- **Dataset records**
▼
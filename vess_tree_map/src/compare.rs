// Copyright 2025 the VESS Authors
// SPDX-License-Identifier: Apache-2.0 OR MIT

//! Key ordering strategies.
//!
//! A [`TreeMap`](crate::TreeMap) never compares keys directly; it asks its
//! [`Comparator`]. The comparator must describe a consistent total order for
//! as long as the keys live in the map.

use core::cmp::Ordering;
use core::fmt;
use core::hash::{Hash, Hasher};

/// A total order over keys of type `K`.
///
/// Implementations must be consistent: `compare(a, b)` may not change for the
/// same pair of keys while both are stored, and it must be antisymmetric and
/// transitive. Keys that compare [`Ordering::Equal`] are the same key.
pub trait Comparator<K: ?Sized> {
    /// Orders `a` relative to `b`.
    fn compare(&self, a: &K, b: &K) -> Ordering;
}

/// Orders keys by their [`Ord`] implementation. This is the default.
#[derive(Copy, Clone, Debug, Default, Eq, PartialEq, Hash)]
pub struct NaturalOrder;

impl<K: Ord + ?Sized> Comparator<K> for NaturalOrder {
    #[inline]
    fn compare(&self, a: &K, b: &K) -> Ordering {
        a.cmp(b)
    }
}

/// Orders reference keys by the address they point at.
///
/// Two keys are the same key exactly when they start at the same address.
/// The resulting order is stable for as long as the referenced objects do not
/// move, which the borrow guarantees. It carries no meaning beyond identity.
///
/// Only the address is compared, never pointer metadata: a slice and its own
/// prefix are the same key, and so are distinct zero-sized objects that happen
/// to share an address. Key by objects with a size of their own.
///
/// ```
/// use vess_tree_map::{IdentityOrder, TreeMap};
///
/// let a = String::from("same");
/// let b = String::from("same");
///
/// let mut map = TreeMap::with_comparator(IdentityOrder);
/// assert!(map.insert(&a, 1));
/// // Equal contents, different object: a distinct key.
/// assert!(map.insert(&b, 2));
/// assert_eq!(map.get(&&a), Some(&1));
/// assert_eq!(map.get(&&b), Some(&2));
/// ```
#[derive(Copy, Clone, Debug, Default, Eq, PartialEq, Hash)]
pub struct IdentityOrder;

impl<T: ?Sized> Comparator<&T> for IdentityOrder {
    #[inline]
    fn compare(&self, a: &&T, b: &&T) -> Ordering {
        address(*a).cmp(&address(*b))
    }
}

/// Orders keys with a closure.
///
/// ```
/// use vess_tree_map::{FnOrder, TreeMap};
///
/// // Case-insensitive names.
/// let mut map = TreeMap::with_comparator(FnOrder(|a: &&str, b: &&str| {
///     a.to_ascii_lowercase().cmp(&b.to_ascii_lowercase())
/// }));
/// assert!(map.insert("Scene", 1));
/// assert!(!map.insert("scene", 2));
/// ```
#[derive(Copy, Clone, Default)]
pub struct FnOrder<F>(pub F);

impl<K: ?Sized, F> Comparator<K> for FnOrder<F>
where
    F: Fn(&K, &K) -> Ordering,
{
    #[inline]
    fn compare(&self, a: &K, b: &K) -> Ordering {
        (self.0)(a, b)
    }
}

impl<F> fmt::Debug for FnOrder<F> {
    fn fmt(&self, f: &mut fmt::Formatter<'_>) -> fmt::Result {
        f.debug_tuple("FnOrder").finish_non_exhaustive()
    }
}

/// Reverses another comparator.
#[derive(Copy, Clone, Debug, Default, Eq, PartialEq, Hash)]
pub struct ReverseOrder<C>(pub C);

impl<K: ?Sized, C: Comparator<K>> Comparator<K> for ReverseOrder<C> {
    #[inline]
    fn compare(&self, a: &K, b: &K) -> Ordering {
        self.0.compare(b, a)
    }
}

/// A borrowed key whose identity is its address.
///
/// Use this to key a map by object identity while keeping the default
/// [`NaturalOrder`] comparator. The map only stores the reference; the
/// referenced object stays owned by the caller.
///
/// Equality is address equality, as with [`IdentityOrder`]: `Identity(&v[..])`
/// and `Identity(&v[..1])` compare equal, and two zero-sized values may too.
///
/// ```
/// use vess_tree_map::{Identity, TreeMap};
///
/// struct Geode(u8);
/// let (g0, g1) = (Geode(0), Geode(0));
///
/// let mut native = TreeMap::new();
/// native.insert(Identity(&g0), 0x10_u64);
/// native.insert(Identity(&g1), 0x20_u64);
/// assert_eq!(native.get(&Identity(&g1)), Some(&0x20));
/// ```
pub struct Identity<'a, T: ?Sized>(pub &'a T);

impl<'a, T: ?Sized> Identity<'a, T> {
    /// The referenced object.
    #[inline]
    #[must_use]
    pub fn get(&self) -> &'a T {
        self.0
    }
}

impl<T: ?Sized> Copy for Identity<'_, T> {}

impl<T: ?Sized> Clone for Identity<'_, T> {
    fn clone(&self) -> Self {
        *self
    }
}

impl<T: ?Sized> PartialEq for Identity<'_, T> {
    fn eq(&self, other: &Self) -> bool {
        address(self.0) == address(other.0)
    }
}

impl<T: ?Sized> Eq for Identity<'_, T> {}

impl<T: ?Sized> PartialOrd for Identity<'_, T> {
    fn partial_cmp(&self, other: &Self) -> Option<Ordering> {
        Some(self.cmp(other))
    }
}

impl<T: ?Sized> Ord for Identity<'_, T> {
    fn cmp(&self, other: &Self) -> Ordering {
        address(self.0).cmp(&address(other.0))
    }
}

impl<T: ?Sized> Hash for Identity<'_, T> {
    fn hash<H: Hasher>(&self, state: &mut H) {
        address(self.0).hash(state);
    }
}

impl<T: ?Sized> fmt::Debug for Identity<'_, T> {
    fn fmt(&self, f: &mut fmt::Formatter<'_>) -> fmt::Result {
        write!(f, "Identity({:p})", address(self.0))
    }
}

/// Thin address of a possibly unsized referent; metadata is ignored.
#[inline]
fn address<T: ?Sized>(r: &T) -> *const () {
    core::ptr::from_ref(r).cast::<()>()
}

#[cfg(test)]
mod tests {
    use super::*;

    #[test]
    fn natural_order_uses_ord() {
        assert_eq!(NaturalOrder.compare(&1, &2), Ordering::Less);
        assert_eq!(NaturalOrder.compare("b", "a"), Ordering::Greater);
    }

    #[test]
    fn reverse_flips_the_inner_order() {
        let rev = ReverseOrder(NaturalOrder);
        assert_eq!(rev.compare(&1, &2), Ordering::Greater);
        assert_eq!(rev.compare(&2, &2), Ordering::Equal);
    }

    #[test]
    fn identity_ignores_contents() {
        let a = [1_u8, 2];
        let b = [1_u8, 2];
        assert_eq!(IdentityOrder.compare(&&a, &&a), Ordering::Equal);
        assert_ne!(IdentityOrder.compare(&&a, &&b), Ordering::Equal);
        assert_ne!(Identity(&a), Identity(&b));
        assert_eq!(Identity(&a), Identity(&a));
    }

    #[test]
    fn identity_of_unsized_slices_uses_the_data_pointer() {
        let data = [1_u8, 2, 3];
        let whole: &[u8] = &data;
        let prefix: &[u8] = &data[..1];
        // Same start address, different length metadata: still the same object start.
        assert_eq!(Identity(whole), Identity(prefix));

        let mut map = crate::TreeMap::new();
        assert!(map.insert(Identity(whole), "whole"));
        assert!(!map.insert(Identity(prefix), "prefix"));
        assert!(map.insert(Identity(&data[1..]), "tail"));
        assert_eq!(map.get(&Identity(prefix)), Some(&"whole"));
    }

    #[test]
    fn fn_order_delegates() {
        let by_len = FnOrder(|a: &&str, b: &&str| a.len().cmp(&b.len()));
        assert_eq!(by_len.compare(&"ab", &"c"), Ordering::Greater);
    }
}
▲
▼
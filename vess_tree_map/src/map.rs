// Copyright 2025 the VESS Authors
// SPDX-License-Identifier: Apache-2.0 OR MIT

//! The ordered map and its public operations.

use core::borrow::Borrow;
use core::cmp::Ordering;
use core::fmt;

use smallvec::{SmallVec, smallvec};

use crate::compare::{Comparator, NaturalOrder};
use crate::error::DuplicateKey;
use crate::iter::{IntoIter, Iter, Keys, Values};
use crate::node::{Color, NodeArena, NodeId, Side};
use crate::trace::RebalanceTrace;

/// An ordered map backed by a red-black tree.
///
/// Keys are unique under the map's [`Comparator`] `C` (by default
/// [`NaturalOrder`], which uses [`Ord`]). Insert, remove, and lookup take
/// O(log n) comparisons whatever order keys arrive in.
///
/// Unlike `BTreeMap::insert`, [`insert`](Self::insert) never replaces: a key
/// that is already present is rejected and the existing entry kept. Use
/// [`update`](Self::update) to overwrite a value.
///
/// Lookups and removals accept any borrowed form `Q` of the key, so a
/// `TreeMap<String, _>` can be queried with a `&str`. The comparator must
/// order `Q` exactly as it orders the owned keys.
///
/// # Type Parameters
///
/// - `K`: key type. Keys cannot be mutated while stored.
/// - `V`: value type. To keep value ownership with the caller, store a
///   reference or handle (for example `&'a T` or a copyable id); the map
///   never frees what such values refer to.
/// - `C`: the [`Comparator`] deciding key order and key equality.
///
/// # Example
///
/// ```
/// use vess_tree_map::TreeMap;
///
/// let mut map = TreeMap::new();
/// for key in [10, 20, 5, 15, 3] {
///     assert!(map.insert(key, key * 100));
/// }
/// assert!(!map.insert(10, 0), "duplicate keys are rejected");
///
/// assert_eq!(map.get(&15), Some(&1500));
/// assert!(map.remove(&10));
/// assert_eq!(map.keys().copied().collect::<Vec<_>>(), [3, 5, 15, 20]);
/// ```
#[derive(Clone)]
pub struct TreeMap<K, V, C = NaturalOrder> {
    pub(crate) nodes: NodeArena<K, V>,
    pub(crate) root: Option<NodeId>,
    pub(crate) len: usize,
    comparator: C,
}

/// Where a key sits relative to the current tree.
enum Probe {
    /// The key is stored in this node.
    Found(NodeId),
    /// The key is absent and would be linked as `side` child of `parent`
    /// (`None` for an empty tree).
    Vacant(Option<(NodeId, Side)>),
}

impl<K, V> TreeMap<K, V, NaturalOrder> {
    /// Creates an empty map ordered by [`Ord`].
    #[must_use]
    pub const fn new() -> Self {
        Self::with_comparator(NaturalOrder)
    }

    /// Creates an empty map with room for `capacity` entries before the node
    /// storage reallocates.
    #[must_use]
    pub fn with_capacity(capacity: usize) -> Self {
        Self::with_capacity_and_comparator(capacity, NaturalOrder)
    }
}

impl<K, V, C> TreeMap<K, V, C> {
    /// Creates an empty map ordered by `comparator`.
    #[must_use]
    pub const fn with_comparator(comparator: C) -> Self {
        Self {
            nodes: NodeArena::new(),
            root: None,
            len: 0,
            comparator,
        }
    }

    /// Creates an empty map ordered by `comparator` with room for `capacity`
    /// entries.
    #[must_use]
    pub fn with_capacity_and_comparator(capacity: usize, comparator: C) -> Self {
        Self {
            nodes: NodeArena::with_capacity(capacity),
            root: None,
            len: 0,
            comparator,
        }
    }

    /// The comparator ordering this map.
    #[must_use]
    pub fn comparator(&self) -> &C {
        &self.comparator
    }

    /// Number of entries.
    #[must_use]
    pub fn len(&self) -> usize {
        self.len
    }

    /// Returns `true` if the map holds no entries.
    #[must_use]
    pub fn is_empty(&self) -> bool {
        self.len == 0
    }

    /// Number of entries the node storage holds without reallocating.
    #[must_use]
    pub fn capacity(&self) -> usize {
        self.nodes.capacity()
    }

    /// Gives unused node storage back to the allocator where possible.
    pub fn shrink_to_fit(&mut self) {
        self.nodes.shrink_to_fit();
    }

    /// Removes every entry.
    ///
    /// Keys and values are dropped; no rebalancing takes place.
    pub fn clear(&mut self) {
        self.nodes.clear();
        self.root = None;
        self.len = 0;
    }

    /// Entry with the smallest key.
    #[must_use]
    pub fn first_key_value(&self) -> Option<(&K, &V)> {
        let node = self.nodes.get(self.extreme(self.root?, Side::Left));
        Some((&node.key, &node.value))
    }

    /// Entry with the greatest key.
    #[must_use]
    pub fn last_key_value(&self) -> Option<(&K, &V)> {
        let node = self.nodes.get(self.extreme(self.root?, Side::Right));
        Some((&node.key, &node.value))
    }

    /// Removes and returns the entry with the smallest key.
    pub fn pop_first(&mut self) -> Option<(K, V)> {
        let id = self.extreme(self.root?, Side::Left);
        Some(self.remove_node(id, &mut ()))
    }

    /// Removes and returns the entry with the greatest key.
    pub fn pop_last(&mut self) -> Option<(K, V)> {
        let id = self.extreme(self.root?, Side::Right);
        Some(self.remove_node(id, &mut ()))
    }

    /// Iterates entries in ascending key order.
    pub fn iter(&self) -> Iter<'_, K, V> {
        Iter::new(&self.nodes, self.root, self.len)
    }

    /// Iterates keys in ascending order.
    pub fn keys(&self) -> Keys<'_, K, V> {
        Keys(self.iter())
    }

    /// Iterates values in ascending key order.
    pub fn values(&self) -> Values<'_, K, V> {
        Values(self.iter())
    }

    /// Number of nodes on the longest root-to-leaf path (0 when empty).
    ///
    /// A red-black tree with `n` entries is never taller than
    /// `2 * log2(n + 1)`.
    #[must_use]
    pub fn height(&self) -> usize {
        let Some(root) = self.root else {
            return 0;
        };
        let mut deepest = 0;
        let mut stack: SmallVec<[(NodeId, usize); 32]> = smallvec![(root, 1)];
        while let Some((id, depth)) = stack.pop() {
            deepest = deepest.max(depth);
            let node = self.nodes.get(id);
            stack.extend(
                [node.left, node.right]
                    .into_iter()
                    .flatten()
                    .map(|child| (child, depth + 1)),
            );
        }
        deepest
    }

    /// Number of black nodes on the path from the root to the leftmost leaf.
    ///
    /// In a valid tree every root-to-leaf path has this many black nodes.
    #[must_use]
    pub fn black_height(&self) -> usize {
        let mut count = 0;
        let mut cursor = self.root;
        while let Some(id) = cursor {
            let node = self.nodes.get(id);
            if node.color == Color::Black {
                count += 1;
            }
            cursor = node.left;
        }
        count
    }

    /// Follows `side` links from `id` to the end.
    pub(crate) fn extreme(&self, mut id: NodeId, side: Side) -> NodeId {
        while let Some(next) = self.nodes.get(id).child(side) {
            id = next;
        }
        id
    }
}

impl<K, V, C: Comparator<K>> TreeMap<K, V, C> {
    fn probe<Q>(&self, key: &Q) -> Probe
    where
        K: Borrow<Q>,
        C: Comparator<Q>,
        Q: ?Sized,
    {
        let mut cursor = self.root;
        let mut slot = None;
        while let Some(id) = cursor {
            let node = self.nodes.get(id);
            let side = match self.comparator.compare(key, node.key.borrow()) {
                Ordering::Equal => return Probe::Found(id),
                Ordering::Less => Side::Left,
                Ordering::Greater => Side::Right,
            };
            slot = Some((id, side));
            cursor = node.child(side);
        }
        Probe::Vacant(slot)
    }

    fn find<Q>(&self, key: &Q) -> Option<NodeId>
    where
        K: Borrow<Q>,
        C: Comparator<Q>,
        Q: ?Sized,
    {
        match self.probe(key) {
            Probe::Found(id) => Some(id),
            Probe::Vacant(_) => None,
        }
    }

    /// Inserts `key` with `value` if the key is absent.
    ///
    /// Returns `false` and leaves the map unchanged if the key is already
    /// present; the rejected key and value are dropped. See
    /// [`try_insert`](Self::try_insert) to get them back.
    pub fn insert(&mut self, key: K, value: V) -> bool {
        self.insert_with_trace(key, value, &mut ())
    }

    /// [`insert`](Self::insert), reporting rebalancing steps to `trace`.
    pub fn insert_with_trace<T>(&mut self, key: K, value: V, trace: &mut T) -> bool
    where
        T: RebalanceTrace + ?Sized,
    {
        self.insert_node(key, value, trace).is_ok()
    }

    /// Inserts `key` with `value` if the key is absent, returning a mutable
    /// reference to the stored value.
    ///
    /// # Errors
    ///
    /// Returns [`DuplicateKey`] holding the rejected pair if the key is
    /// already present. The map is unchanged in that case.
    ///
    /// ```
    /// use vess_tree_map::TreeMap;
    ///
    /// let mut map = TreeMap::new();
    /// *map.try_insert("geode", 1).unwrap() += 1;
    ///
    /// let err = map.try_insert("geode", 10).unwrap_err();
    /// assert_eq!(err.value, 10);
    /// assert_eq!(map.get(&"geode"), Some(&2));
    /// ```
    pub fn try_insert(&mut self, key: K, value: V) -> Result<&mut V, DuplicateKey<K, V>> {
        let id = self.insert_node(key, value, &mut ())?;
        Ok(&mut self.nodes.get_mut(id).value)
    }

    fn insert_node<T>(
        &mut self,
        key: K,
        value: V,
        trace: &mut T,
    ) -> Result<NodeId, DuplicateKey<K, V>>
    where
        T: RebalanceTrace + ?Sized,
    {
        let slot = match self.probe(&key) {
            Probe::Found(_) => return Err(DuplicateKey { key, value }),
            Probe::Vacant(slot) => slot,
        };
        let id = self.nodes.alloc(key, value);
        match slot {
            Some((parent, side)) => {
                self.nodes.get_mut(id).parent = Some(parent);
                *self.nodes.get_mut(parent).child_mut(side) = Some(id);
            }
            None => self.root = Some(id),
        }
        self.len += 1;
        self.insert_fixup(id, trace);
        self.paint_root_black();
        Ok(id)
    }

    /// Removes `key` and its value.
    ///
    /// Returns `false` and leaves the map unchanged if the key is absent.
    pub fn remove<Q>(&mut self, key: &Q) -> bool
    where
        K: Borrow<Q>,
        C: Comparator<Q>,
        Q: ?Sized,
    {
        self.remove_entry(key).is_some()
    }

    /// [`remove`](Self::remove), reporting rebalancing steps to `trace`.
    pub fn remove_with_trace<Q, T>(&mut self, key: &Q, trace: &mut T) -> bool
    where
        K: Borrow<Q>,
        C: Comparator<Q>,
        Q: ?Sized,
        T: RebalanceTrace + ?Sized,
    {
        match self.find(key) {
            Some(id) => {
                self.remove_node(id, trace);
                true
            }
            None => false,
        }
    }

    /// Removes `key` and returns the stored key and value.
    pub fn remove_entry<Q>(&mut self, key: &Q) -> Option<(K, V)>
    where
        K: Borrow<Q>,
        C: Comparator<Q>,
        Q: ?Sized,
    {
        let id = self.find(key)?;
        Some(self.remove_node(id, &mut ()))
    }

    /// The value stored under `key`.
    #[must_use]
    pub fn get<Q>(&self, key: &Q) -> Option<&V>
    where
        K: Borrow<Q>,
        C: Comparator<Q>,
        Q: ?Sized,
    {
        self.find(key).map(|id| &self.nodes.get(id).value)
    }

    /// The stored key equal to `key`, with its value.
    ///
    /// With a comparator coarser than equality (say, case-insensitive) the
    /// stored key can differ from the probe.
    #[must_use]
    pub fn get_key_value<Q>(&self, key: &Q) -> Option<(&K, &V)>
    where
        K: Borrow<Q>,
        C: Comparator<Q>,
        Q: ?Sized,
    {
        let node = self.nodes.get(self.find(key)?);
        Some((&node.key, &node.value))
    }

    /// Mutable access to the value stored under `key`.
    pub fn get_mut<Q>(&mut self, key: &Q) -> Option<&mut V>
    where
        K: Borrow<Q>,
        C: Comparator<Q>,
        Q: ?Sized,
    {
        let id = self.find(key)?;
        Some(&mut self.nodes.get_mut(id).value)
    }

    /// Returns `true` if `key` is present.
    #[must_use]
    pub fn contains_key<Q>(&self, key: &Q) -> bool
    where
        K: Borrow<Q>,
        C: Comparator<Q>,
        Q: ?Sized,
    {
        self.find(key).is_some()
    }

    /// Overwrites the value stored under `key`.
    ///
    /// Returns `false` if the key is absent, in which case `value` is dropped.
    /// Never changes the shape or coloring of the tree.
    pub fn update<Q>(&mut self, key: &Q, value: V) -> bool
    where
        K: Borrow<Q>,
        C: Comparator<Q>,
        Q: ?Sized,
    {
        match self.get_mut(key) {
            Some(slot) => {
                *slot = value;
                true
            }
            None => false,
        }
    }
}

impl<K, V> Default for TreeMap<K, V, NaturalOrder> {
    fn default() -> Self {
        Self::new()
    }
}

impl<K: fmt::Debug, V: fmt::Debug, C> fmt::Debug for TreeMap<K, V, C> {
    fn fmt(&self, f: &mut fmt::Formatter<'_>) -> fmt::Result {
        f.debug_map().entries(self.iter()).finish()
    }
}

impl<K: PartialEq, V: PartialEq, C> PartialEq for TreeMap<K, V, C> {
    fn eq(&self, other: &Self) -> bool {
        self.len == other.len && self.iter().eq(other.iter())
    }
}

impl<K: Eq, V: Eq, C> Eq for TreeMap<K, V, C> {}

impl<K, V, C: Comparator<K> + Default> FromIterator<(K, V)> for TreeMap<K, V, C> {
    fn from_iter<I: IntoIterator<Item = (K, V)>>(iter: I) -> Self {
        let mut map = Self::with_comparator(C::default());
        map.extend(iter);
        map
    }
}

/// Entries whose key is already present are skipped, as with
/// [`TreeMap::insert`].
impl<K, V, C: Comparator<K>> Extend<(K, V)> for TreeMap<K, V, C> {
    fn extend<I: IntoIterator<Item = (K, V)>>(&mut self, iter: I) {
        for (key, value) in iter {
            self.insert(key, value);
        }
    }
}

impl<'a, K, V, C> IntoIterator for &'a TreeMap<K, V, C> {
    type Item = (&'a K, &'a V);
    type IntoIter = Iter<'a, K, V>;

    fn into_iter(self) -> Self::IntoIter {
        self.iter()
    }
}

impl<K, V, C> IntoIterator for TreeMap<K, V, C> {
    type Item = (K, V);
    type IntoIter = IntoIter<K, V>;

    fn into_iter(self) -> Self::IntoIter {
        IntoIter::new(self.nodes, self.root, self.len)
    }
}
▲
- **Task directions**
If a line of the data holds the string "metadata", list it.

- **Response box**
/// Only the address is compared, never pointer metadata: a slice and its own
/// Thin address of a possibly unsized referent; metadata is ignored.
        // Same start address, different length metadata: still the same object start.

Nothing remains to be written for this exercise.